[Records from a dataset]
Start of Block

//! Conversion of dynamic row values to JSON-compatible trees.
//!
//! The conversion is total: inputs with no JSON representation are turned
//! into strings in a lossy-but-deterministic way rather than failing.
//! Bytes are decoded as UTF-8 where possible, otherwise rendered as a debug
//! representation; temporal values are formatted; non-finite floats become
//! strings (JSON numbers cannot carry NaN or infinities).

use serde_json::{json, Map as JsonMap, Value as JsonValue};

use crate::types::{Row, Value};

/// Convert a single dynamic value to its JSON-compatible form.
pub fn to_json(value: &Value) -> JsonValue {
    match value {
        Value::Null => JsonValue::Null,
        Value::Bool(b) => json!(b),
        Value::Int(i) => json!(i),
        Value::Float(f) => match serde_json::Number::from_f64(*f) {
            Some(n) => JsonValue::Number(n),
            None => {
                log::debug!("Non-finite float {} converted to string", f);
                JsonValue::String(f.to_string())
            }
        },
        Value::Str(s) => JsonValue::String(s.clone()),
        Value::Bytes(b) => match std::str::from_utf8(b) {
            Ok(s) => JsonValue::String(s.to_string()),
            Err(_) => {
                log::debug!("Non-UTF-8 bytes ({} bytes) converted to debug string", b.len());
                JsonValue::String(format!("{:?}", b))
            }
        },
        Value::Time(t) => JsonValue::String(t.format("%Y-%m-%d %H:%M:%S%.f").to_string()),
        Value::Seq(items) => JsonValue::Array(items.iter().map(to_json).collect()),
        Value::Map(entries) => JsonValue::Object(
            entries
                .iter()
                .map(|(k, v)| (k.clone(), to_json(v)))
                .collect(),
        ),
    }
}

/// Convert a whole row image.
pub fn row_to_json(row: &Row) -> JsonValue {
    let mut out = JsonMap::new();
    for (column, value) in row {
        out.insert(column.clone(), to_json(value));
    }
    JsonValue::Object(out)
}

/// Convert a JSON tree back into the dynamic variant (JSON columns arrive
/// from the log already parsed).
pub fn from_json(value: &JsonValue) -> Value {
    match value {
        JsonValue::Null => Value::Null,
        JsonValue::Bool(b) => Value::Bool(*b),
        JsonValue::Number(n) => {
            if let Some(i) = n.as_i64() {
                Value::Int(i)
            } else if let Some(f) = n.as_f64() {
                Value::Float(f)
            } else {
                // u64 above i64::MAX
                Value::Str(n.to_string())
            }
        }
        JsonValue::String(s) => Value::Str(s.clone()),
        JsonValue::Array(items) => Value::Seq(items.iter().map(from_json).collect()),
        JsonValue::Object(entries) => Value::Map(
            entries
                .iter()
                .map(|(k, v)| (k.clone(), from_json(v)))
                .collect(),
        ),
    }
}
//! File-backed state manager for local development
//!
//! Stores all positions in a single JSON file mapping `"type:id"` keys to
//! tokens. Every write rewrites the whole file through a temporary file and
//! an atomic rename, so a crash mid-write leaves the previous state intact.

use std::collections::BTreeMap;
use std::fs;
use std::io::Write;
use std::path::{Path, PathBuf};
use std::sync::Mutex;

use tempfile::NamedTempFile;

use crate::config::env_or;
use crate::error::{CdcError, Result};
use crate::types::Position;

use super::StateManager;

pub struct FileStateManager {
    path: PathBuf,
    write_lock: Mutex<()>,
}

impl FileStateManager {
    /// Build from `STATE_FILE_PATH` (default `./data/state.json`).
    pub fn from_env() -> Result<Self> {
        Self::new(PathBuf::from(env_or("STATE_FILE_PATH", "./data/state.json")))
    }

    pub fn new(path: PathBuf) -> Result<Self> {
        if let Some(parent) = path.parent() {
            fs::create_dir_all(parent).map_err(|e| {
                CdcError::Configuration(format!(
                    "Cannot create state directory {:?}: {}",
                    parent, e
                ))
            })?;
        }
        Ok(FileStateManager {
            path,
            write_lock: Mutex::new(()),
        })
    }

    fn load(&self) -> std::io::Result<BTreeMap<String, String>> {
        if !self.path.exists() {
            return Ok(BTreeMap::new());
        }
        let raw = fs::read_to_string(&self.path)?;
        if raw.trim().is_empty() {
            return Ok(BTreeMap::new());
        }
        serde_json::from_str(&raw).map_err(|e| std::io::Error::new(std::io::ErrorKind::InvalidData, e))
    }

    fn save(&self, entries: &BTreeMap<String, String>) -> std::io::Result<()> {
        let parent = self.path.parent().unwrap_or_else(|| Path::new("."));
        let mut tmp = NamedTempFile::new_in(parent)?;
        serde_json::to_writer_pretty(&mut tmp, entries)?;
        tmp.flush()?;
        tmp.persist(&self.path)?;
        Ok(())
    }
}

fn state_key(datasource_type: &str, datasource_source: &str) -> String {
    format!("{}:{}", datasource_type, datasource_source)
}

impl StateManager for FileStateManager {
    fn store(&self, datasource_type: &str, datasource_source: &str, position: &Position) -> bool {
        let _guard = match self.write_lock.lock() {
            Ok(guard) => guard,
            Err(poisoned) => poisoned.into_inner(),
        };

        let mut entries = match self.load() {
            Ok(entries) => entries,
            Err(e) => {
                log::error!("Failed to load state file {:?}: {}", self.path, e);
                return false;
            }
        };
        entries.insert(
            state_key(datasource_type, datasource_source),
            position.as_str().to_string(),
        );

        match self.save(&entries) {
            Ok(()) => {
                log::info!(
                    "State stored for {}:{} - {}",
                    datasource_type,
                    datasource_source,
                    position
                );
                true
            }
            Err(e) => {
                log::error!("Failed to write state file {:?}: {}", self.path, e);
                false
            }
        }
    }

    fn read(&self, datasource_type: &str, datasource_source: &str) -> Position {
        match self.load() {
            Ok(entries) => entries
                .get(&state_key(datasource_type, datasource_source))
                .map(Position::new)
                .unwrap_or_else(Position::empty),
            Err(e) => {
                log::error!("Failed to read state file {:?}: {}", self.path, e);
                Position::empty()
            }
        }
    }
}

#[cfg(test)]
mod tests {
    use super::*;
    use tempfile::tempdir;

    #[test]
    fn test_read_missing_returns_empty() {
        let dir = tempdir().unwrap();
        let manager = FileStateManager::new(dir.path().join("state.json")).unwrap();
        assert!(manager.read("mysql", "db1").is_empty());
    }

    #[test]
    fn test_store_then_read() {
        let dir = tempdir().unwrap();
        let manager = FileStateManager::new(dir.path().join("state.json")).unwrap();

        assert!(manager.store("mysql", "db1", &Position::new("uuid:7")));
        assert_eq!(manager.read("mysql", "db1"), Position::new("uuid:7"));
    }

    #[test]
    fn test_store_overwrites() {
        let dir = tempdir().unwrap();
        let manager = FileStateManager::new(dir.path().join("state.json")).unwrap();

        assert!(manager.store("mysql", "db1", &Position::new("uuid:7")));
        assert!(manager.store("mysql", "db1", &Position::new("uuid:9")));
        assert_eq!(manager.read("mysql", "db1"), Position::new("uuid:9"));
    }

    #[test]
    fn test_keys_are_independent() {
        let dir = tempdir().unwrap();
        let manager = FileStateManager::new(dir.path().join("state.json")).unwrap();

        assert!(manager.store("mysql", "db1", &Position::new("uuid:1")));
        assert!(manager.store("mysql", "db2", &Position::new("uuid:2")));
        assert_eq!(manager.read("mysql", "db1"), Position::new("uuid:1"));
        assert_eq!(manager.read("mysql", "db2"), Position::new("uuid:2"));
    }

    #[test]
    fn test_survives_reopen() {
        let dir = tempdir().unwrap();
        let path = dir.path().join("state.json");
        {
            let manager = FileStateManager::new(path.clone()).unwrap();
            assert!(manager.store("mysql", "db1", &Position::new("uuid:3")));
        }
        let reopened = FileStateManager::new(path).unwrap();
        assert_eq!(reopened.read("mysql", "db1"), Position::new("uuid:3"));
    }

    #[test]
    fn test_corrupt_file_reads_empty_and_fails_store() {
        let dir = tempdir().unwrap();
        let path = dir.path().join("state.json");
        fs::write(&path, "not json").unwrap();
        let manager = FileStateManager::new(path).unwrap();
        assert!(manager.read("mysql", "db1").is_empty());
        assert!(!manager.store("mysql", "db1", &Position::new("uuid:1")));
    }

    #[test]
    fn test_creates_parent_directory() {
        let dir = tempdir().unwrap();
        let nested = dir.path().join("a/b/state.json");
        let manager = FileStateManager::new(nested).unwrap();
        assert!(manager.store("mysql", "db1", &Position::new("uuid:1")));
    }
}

End of Block

**EXERCISE:**
Spot every line in the entries that includes the word "whole", and copy each one out.

**YOUR SOLUTION:**
/// Convert a whole row image.
//! tokens. Every write rewrites the whole file through a temporary file and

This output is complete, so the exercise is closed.